**Problem details:**
Throughout the records below, find each line holding "DeserializeOwned" and copy it.
Start of Exercise data
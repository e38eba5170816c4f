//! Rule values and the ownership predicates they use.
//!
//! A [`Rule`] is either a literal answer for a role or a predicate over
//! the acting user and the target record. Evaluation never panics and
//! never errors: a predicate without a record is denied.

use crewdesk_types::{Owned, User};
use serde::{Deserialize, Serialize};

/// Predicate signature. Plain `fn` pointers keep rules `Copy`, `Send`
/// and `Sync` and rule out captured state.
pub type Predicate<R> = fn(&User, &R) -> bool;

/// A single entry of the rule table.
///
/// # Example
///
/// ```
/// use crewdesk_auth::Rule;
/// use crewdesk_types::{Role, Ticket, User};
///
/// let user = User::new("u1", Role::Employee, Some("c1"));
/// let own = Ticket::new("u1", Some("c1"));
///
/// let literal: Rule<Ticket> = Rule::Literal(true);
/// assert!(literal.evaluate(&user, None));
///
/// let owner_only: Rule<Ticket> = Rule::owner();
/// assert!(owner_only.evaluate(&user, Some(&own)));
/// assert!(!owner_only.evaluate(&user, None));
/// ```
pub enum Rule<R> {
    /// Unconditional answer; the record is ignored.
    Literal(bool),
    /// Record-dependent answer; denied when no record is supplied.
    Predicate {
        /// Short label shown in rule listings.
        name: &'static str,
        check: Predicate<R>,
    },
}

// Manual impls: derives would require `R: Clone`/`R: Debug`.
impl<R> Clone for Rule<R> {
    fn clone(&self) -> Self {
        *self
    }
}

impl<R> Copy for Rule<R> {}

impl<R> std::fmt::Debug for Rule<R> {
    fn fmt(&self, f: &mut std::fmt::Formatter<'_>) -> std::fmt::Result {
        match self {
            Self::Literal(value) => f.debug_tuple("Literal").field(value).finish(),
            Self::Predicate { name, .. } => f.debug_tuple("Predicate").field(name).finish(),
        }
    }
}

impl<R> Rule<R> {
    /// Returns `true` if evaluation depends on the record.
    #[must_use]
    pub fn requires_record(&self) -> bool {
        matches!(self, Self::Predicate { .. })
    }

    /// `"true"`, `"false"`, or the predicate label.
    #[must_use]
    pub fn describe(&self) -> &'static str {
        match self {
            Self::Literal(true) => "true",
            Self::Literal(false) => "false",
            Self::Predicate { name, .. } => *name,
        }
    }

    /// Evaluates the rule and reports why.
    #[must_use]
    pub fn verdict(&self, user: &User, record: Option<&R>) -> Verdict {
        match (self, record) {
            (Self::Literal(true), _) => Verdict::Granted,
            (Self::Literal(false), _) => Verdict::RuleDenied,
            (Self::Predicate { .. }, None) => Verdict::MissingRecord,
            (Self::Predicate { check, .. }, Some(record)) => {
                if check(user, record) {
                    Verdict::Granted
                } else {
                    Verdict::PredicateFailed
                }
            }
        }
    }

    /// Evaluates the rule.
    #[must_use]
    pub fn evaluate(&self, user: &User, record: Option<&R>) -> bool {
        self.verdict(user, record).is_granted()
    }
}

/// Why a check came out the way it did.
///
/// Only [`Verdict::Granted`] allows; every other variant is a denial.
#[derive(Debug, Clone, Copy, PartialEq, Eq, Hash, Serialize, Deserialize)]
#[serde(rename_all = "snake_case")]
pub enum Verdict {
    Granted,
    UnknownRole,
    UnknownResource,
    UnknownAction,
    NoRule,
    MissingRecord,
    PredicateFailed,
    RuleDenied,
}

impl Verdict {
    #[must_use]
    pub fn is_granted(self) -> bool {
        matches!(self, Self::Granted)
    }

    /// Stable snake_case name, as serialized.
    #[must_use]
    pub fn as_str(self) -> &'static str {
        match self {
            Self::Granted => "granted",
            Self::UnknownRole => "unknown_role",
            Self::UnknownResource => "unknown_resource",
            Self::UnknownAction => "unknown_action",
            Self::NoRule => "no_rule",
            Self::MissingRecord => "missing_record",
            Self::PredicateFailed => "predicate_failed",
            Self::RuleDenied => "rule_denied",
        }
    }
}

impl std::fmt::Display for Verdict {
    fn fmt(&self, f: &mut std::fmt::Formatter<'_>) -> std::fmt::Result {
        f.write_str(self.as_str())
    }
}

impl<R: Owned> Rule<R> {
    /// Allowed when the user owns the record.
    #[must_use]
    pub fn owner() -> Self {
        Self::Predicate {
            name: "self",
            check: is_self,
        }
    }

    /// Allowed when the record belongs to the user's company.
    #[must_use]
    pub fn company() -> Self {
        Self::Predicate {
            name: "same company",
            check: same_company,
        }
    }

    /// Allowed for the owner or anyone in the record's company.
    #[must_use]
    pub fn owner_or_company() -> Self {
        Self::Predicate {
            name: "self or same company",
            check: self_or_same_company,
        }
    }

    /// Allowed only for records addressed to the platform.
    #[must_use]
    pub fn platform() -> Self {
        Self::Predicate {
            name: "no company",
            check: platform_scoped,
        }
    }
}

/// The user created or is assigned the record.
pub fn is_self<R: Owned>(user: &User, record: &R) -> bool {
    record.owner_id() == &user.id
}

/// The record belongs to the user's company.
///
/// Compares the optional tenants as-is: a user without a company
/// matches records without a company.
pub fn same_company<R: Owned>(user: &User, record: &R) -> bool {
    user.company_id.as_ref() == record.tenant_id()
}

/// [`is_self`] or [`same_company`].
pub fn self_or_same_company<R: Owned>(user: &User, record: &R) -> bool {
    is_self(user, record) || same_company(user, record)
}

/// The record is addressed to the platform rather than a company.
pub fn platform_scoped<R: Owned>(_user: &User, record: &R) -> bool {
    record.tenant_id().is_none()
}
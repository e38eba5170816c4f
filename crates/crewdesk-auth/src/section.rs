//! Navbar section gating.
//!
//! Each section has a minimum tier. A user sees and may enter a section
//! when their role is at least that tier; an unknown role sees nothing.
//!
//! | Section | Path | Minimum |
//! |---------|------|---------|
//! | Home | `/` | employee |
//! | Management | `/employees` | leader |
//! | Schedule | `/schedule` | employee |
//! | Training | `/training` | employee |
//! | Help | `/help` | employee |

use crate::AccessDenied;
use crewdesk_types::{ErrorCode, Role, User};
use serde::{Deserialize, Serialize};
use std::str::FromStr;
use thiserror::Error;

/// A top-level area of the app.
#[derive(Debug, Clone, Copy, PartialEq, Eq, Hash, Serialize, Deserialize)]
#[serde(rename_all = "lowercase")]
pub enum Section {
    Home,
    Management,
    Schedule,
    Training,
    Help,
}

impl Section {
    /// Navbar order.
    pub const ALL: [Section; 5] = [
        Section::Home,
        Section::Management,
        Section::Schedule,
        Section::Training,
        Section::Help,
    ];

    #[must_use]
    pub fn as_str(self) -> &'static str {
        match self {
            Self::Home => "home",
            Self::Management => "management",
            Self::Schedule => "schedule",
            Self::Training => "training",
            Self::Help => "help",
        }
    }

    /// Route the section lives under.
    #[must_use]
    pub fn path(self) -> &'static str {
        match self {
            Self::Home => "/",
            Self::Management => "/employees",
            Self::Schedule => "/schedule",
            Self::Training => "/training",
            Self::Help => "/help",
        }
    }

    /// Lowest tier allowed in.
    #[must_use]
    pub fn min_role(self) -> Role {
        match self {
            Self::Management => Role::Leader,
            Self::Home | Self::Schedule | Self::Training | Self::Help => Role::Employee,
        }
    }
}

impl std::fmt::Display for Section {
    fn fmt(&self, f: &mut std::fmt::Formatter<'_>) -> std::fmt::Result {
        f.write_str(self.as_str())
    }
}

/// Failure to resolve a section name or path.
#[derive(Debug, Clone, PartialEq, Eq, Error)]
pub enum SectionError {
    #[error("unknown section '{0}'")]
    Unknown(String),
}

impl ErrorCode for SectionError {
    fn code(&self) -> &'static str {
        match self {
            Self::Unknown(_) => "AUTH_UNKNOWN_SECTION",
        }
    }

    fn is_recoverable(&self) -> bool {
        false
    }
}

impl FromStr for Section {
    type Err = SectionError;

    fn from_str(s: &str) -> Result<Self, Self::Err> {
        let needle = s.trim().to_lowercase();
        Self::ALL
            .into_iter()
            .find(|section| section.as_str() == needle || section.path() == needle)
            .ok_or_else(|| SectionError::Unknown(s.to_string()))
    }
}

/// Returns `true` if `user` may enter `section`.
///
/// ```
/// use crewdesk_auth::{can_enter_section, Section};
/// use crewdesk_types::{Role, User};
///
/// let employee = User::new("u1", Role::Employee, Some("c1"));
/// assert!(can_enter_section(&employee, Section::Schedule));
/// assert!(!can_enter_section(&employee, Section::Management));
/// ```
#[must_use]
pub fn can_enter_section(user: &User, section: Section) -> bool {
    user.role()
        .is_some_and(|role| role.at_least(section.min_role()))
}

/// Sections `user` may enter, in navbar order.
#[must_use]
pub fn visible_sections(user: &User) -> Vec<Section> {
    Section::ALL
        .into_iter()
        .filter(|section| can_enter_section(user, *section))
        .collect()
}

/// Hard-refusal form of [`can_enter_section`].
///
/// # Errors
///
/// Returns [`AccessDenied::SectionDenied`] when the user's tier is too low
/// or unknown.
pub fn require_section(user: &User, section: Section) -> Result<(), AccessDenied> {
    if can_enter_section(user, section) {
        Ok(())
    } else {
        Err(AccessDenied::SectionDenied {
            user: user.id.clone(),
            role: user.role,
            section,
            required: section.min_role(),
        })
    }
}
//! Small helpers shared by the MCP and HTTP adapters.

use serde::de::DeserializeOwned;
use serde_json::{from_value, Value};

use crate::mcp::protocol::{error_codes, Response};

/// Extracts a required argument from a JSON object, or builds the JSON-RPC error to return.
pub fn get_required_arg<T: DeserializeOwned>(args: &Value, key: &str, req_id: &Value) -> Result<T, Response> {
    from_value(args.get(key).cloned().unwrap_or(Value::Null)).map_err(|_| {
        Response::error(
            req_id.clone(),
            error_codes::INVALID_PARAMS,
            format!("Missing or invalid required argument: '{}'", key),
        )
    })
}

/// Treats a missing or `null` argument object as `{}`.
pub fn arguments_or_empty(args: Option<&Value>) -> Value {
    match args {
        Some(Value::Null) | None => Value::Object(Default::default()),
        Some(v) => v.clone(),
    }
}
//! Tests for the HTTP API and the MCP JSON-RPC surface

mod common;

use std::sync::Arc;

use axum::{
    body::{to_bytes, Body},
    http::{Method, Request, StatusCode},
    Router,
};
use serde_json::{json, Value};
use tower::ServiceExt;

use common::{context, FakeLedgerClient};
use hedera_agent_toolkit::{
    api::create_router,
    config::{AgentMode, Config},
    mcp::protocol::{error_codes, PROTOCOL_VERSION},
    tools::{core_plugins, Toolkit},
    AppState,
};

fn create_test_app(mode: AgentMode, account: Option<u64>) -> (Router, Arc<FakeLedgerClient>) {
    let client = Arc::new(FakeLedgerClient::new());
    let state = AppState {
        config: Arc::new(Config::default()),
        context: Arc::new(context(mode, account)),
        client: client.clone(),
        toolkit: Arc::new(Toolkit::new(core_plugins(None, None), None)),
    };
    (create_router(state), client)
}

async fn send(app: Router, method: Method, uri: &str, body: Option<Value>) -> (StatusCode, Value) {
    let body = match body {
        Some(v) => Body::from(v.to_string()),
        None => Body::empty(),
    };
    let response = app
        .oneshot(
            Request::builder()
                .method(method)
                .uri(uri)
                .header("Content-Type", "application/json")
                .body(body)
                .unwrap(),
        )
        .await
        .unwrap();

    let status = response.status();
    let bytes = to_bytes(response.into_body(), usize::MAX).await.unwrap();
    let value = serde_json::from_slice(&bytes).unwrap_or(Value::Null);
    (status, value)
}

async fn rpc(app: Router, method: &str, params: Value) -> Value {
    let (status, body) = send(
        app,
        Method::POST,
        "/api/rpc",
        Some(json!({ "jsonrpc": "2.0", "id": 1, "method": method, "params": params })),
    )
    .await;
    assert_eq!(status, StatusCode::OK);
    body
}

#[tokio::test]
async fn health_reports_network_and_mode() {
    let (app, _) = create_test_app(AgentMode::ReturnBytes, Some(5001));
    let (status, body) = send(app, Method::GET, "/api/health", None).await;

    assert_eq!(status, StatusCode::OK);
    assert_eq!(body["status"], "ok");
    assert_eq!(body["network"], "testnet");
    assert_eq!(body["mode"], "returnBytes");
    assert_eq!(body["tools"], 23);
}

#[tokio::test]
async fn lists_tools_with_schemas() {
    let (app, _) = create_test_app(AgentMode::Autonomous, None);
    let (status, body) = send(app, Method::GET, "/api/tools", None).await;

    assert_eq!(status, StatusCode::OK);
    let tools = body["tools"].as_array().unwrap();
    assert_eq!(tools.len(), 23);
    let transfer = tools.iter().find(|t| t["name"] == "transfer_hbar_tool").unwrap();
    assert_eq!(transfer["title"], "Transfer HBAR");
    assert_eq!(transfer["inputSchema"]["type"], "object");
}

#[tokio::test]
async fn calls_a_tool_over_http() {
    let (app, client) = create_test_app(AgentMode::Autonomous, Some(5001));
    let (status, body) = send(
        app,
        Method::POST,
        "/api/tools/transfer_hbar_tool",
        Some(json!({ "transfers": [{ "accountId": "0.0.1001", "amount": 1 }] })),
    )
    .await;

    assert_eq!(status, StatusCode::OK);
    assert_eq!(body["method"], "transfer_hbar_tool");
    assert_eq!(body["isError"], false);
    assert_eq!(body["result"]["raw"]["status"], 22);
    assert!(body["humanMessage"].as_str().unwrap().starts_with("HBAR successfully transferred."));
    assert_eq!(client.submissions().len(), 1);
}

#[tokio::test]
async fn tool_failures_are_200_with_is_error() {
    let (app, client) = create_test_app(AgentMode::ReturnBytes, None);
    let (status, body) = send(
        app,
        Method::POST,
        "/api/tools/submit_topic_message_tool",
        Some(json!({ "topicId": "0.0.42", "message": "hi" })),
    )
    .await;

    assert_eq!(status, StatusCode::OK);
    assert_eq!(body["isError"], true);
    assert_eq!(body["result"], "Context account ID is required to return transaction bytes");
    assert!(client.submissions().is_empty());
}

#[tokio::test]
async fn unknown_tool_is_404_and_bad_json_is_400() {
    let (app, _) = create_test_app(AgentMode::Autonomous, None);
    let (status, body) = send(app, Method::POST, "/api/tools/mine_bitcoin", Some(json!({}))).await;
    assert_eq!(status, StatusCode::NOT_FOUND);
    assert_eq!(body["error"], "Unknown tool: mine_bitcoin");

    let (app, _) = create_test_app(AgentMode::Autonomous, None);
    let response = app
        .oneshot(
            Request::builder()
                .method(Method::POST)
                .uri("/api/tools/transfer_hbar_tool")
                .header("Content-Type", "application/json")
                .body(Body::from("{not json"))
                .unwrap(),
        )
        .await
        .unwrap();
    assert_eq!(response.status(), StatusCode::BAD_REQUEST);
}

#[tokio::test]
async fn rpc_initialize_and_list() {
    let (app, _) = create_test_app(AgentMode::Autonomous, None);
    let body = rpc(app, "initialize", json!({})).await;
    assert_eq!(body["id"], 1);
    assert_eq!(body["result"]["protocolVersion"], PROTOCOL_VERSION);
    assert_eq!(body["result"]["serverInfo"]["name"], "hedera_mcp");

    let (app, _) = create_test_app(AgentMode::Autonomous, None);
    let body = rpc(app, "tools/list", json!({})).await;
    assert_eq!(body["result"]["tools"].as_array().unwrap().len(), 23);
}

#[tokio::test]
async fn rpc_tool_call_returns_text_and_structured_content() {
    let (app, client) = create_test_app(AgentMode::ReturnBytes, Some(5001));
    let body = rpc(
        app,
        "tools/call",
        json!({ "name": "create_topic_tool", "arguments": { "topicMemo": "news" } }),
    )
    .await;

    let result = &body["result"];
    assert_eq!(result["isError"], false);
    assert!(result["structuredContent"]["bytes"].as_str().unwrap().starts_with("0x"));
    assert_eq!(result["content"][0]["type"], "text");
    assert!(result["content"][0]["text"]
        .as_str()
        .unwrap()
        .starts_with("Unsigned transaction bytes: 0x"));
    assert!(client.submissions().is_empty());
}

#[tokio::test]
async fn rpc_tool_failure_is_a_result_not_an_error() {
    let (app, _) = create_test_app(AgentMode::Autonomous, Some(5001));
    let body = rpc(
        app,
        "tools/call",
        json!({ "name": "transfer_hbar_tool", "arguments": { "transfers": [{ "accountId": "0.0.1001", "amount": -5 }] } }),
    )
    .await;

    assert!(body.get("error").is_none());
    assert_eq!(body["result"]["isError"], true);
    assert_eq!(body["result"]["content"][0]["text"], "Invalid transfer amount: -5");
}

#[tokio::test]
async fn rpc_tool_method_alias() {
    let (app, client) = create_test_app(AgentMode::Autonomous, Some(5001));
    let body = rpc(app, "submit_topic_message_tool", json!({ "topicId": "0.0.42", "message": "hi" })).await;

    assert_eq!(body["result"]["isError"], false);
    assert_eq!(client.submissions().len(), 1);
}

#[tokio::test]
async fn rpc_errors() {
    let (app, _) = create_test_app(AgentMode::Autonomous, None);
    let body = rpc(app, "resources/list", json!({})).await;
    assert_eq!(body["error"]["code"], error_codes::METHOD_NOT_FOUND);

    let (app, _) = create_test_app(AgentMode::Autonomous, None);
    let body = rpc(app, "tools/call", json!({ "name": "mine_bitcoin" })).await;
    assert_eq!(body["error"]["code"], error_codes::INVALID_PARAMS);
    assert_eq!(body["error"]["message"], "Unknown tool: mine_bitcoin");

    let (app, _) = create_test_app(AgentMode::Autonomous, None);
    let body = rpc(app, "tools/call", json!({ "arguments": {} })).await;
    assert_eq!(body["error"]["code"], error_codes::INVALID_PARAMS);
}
End of Exercise data
**Response area:**
use serde::de::DeserializeOwned;
pub fn get_required_arg<T: DeserializeOwned>(args: &Value, key: &str, req_id: &Value) -> Result<T, Response> {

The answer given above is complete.